We are not buying a car. In fact, Baby will not be in a car any more than is necessary. Why would a baby who doesn’t need anything that’s more than a ten minute walk from our apartment need to be in a car? Babies die in cars every single day. Look at the fancy seats required for them. If Baby needed to drive somewhere (and sometimes she probably will), that’s a different matter. My parents never put us in a car except for weekend trips with Grandmom or to visit Grandmaw and Gramps in “the country.” We grew up walking to school, walking to the store, enjoying being able to play outside with kids who lived near us. I liked that freedom and seeing the sights, and we want that for our child. I don’t give people who drive their kids around shit for doing it, and I’d like the same respect. We arranged our lives so that we can be car-free. Certainly there are people who are not in a position to live without a car, and I don’t judge anyone for that. I know it’s not always possible, not in the United States. But it is possible for us, due to a lot of effort, a lot of sacrifice and — largely — a lot of luck (where we work, the MTA lines, etc.).

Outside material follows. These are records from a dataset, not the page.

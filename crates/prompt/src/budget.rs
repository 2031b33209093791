//! Per-category token budgets.
//!
//! `available = max - (system + question + template) - reserved`. Each
//! category receives `floor(available * intent% * domain * user)`, in
//! [`ContextCategory::ALL`] order, truncated to whatever is left so the sum
//! never exceeds `available`. Allocations are not re-normalized, so the total
//! may fall short of `available` when multipliers are below one.
//!
//! When nothing is left for context the fixed minimal budget is returned
//! with `minimal = true`.

use crate::token::count_tokens;
use querylens_config::{BudgetConfig, CategoryWeights, UserPreferences};
use querylens_core::{BusinessContextProfile, ContentType, ContextCategory, IntentType};
use serde::{Deserialize, Serialize};
use std::collections::{BTreeMap, HashMap};
use tracing::{debug, warn};

#[derive(Debug, Clone, PartialEq, Serialize, Deserialize)]
pub struct TokenBudget {
    pub intent_type: IntentType,
    pub max_total_tokens: usize,
    /// System preamble, question and template overhead.
    pub base_prompt_tokens: usize,
    pub reserved_response_tokens: usize,
    pub available_context_tokens: usize,
    pub per_category: BTreeMap<ContextCategory, usize>,
    /// Fixed fallback budget; only `sum <= available` is guaranteed.
    #[serde(default)]
    pub minimal: bool,
}

impl TokenBudget {
    pub fn category(&self, category: ContextCategory) -> usize {
        self.per_category.get(&category).copied().unwrap_or(0)
    }

    /// Sum of all category budgets.
    pub fn allocated(&self) -> usize {
        self.per_category.values().sum()
    }

    /// Tokens of `available_context_tokens` no category claimed.
    pub fn unallocated(&self) -> usize {
        self.available_context_tokens.saturating_sub(self.allocated())
    }

    /// A copy with every category scaled by `factor`, truncated in category
    /// order so the total stays within `available_context_tokens`.
    pub fn scaled(&self, factor: f64) -> TokenBudget {
        let per_category = allocate(self.available_context_tokens, |c| {
            self.category(c) as f64 * factor
        });
        TokenBudget {
            per_category,
            ..self.clone()
        }
    }

    /// A copy with `category` scaled by `factor`. Other categories give up
    /// tokens, last category first, when the total would overflow.
    pub fn shifted_toward(&self, category: ContextCategory, factor: f64) -> TokenBudget {
        let mut per_category = self.per_category.clone();
        let grown = (self.category(category) as f64 * factor.max(0.0)).floor() as usize;
        let grown = grown.min(self.available_context_tokens);
        per_category.insert(category, grown);

        let mut overflow = per_category
            .values()
            .sum::<usize>()
            .saturating_sub(self.available_context_tokens);
        for other in ContextCategory::ALL.iter().rev().filter(|c| **c != category) {
            if overflow == 0 {
                break;
            }
            if let Some(tokens) = per_category.get_mut(other) {
                let taken = overflow.min(*tokens);
                *tokens -= taken;
                overflow -= taken;
            }
        }
        TokenBudget {
            per_category,
            ..self.clone()
        }
    }
}

/// Split `available` across categories in allocation order, truncating each
/// share to the remainder.
fn allocate(
    available: usize,
    share: impl Fn(ContextCategory) -> f64,
) -> BTreeMap<ContextCategory, usize> {
    let mut remaining = available;
    ContextCategory::ALL
        .iter()
        .map(|category| {
            let raw = share(*category);
            let wanted = if raw.is_finite() && raw > 0.0 {
                raw.floor() as usize
            } else {
                0
            };
            let granted = wanted.min(remaining);
            remaining -= granted;
            (*category, granted)
        })
        .collect()
}

/// Computes token budgets from the budget configuration and per-user
/// category multipliers.
pub struct BudgetManager {
    config: BudgetConfig,
    users: HashMap<String, UserPreferences>,
}

impl BudgetManager {
    pub fn new(config: BudgetConfig) -> Self {
        Self {
            config,
            users: HashMap::new(),
        }
    }

    pub fn with_users(mut self, users: HashMap<String, UserPreferences>) -> Self {
        self.users = users;
        self
    }

    pub fn config(&self) -> &BudgetConfig {
        &self.config
    }

    pub fn base_prompt_tokens(&self, question: &str) -> usize {
        self.config.system_prompt_tokens
            + count_tokens(question, ContentType::Text)
            + self.config.template_tokens
    }

    /// Budget for answering `profile` within `max_tokens`, keeping
    /// `reserved` tokens free for the response.
    pub fn create_budget(
        &self,
        profile: &BusinessContextProfile,
        max_tokens: usize,
        reserved: usize,
    ) -> TokenBudget {
        self.create_budget_for(&profile.question, profile, max_tokens, reserved)
    }

    /// Like [`create_budget`](Self::create_budget), with the base prompt
    /// sized for `question`, the text that is actually rendered.
    pub fn create_budget_for(
        &self,
        question: &str,
        profile: &BusinessContextProfile,
        max_tokens: usize,
        reserved: usize,
    ) -> TokenBudget {
        let intent = profile.intent_type();
        let base = self.base_prompt_tokens(question);
        let available = max_tokens as i64 - base as i64 - reserved as i64;

        if available <= 0 {
            warn!(
                max_tokens,
                reserved,
                base_prompt_tokens = base,
                "No room for context, using minimal budget"
            );
            return self.minimal_budget(intent, max_tokens, base, reserved);
        }
        let available = available as usize;

        let percentages = self.config.allocation(intent);
        let domain = self.config.domain_multiplier(&profile.domain.name);
        let user = self
            .users
            .get(&profile.user_id)
            .map(|p| p.category_multipliers)
            .unwrap_or(CategoryWeights::NEUTRAL);

        let per_category = allocate(available, |c| {
            available as f64 * percentages.get(c) * domain.get(c) * user.get(c)
        });

        let budget = TokenBudget {
            intent_type: intent,
            max_total_tokens: max_tokens,
            base_prompt_tokens: base,
            reserved_response_tokens: reserved,
            available_context_tokens: available,
            per_category,
            minimal: false,
        };
        debug!(
            intent = %intent,
            domain = %profile.domain.name,
            available,
            allocated = budget.allocated(),
            "Token budget created"
        );
        budget
    }

    fn minimal_budget(
        &self,
        intent: IntentType,
        max_tokens: usize,
        base: usize,
        reserved: usize,
    ) -> TokenBudget {
        let minimal = self.config.minimal;
        TokenBudget {
            intent_type: intent,
            max_total_tokens: max_tokens,
            base_prompt_tokens: base,
            reserved_response_tokens: reserved,
            available_context_tokens: minimal.total(),
            per_category: ContextCategory::ALL
                .iter()
                .map(|c| (*c, minimal.get(*c)))
                .collect(),
            minimal: true,
        }
    }
}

If you recently smoked a cigarette (and especially if you smoke in your house), you’re not holding Baby. This is Mama’s pet peeve, honestly. She’s read a lot about “third-hand smoke” and feels very strongly about it. You know who wins in a fight with a pregnant woman, especially one armed with good information? Baby’s health means more to us than anyone’s feelings, even if that sounds cold and mean. Instead of viewing this as mean on our parts, maybe people should stop smoking around babies, huh? Yesterday, a lady lit up right in front of us, in front of the hospital. Fortunately, almost all of the smokers I know are usually considerate — and recognise me as someone who’s not “against” smoking at all and who, instead, misses smoking with beer and coffee a great deal sometimes. We shouldn’t have to explain to most of the people I know that we’re not judging them. (If I had better self-control, I’d smoke socially myself, like I did for years. But two cigarettes turns into a pack and into a habit for me.)
While we are not likely to return to being practising Catholics again, that does not mean that Baby will “have no religion.” I know people who’ve gone to church their whole lives who don’t seem to have “any” religion. People who have protested this are being narrow-minded.

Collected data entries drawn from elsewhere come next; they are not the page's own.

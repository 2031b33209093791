//! Merging raw entities from several strategies and the final re-score.

use querylens_core::{Entity, ExtractionMethod};
use std::collections::{BTreeSet, HashMap};

/// Confidence gained per additional corroborating strategy.
const CORROBORATION_BOOST: f64 = 0.10;
const MERGED_CAP: f64 = 0.98;

/// Group by lower-cased (name, type) and keep one entity per group.
///
/// The survivor is the highest-confidence member (ties: more reliable
/// method). It gains 10% per strategy it did not already carry in
/// `confirmed_by`, so merging an already merged list changes nothing.
pub fn merge_entities(raw: Vec<Entity>) -> Vec<Entity> {
    let mut order: Vec<(String, querylens_core::EntityType)> = Vec::new();
    let mut groups: HashMap<(String, querylens_core::EntityType), Vec<Entity>> = HashMap::new();
    for entity in raw {
        let key = entity.key();
        if !groups.contains_key(&key) {
            order.push(key.clone());
        }
        groups.entry(key).or_default().push(entity);
    }

    order
        .into_iter()
        .filter_map(|key| groups.remove(&key))
        .filter_map(merge_group)
        .collect()
}

fn merge_group(members: Vec<Entity>) -> Option<Entity> {
    let methods: BTreeSet<ExtractionMethod> = members
        .iter()
        .flat_map(|e| e.confirmed_by.iter().copied().chain([e.extraction_method]))
        .collect();
    let mapped_table = members.iter().find_map(|e| e.mapped_table.clone());
    let mapped_column = members.iter().find_map(|e| e.mapped_column.clone());

    let mut best = members.into_iter().max_by(|a, b| {
        a.confidence
            .total_cmp(&b.confidence)
            .then_with(|| {
                a.extraction_method
                    .reliability()
                    .total_cmp(&b.extraction_method.reliability())
            })
            .then_with(|| b.position.cmp(&a.position))
    })?;

    let own: BTreeSet<ExtractionMethod> = best
        .confirmed_by
        .iter()
        .copied()
        .chain([best.extraction_method])
        .collect();
    let additional = methods.difference(&own).count();
    if additional > 0 {
        best.confidence =
            (best.confidence * (1.0 + CORROBORATION_BOOST * additional as f64)).min(MERGED_CAP);
    }

    best.confirmed_by = methods.into_iter().collect();
    best.mapped_table = best.mapped_table.or(mapped_table);
    best.mapped_column = best.mapped_column.or(mapped_column);
    Some(best)
}

/// `confidence x (0.5 x position + 0.2 x length + 0.3 x reliability)`.
pub fn rescore(entity: &Entity, word_count: usize) -> f64 {
    let position_factor = if word_count > 1 {
        1.0 - 0.3 * (entity.position.min(word_count - 1) as f64 / (word_count - 1) as f64)
    } else {
        1.0
    };
    let name_len = entity.name.chars().count();
    let length_factor = if (2..=15).contains(&name_len) { 1.0 } else { 0.8 };
    let reliability = entity.extraction_method.reliability();

    (entity.confidence * (0.5 * position_factor + 0.2 * length_factor + 0.3 * reliability))
        .clamp(0.0, 1.0)
}

/// Descending confidence, then position, then name.
pub fn sort_entities(entities: &mut [Entity]) {
    entities.sort_by(|a, b| {
        b.confidence
            .total_cmp(&a.confidence)
            .then_with(|| a.position.cmp(&b.position))
            .then_with(|| a.name.cmp(&b.name))
    });
}

#[cfg(test)]
mod tests {
    use super::*;
    use querylens_core::EntityType;

    fn e(name: &str, t: EntityType, pos: usize, conf: f64, m: ExtractionMethod) -> Entity {
        Entity::new(name, t, name, pos, conf, m)
    }

    #[test]
    fn corroboration_boosts_best_member() {
        let merged = merge_entities(vec![
            e("deposit", EntityType::Metric, 4, 0.7, ExtractionMethod::Pattern),
            e("Deposit", EntityType::Metric, 4, 0.9, ExtractionMethod::BusinessTerm),
            e("deposit", EntityType::Metric, 4, 0.7, ExtractionMethod::Pattern),
        ]);
        assert_eq!(merged.len(), 1);
        let d = &merged[0];
        assert_eq!(d.name, "Deposit");
        assert_eq!(d.extraction_method, ExtractionMethod::BusinessTerm);
        assert!((d.confidence - 0.99_f64.min(MERGED_CAP)).abs() < 1e-9);
        assert_eq!(
            d.confirmed_by,
            vec![ExtractionMethod::BusinessTerm, ExtractionMethod::Pattern]
        );
    }

    #[test]
    fn different_types_stay_separate() {
        let merged = merge_entities(vec![
            e("players", EntityType::Table, 8, 0.9, ExtractionMethod::BusinessTerm),
            e("players", EntityType::Dimension, 8, 0.6, ExtractionMethod::Contextual),
        ]);
        assert_eq!(merged.len(), 2);
        assert_eq!(merged[0].entity_type, EntityType::Table);
    }

    #[test]
    fn tie_prefers_more_reliable_method() {
        let merged = merge_entities(vec![
            e("uk", EntityType::Dimension, 7, 0.8, ExtractionMethod::Contextual),
            e("uk", EntityType::Dimension, 7, 0.8, ExtractionMethod::Ai),
        ]);
        assert_eq!(merged[0].extraction_method, ExtractionMethod::Ai);
        assert!((merged[0].confidence - 0.88).abs() < 1e-9);
    }

    #[test]
    fn merge_is_idempotent() {
        let once = merge_entities(vec![
            e("deposit", EntityType::Metric, 4, 0.7, ExtractionMethod::Pattern),
            e("deposit", EntityType::Metric, 4, 0.9, ExtractionMethod::BusinessTerm),
            e("uk", EntityType::Dimension, 7, 0.9, ExtractionMethod::BusinessTerm),
        ]);
        let twice = merge_entities(once.clone());
        assert_eq!(once, twice);
    }

    #[test]
    fn mapping_survives_merge() {
        let mut linked = e("deposit", EntityType::Metric, 4, 0.7, ExtractionMethod::Pattern);
        linked.mapped_table = Some("deposits".into());
        let merged = merge_entities(vec![
            linked,
            e("deposit", EntityType::Metric, 4, 0.9, ExtractionMethod::BusinessTerm),
        ]);
        assert_eq!(merged[0].mapped_table.as_deref(), Some("deposits"));
    }

    #[test]
    fn rescore_penalizes_trailing_position() {
        let early = e("deposit", EntityType::Metric, 0, 0.9, ExtractionMethod::BusinessTerm);
        let late = e("deposit", EntityType::Metric, 10, 0.9, ExtractionMethod::BusinessTerm);
        assert!((rescore(&early, 11) - 0.9).abs() < 1e-9);
        assert!((rescore(&late, 11) - 0.9 * 0.85).abs() < 1e-9);
    }

    #[test]
    fn rescore_length_and_reliability() {
        let long = e("an_extremely_long_name", EntityType::Column, 0, 1.0, ExtractionMethod::Contextual);
        // 0.5 + 0.2 x 0.8 + 0.3 x 0.8
        assert!((rescore(&long, 1) - 0.9).abs() < 1e-9);
    }

    #[test]
    fn sorting_is_total() {
        let mut list = vec![
            e("b", EntityType::Metric, 2, 0.8, ExtractionMethod::Pattern),
            e("a", EntityType::Metric, 2, 0.8, ExtractionMethod::Pattern),
            e("c", EntityType::Metric, 1, 0.8, ExtractionMethod::Pattern),
            e("d", EntityType::Metric, 5, 0.9, ExtractionMethod::Pattern),
        ];
        sort_entities(&mut list);
        let names: Vec<_> = list.iter().map(|e| e.name.as_str()).collect();
        assert_eq!(names, ["d", "c", "a", "b"]);
    }
}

Baby’s not getting mega-pink, ballerinas and other “girl” stuff when she’s too young to prefer anything. Sure, she has “girl” cloths already. But she doesn’t have mega-you-know-it-when-you-see-it princess crap — yet. If she likes it, wants it and chooses it, she can be the biggest princess the world has ever seen. I’ll paint her room the pinkest pink I can find and get her all the wands and dollhouses she wants. But we’re not forcing anything on a child that’s not even born yet. We’ll be as thrilled if she wants to be a dancer as we will if she wants to play nothing but baseball for the rest of her life. It’s up to:
1) Her.
2) Her parents.
3) That is all.
Baby can have candy and sweets, in moderation. What good will teaching her that cookies are evil do? My brothers and I had treats and sweets in moderation, and I think we all have healthy relationships with candy, ice-cream and cookies. We enjoy them but don’t over-indulge. I think my parents did an exemplary job on this front. (My own belly is from over-indulging other things like pasta and french-fries.)
After all of this bitcing, I do feel badly, even though I know I shouldn’t, for hurting people’s feelings if when we have to. I suspect that the list of people whose feelings we are going to have to hurt might include my brothers, my parents, other family members, friends and co-workers — everyone! I don’t relish hurting people who I care about. Really. Still, I don’t think it’s our job to be understanding. It’s our job to raise our child in a way that we feel is right — backed up with knowledge and good sense, of course. I mean, we didn’t decide that third-hand smoke is unhealthy, that cars are dangerous for babies, that children can be both vegetarian and healthy. And we’ve certainly learned more about it than people who dismiss such ideas immediately have done.
And, there’s that which really trumps it all: We are Baby’s parents.
I suspect that, when Baby’s actually here, I won’t feel as guilty about hurting people’s feelings. I know it’s part of parenthood. My mother comforted me with this truth when I was lamenting having to hurt the feelings of someone I love very much. I hope it gets easier. Putting our child first is simple and, I think, easy to do. But that doesn’t make hurting other people easy at all.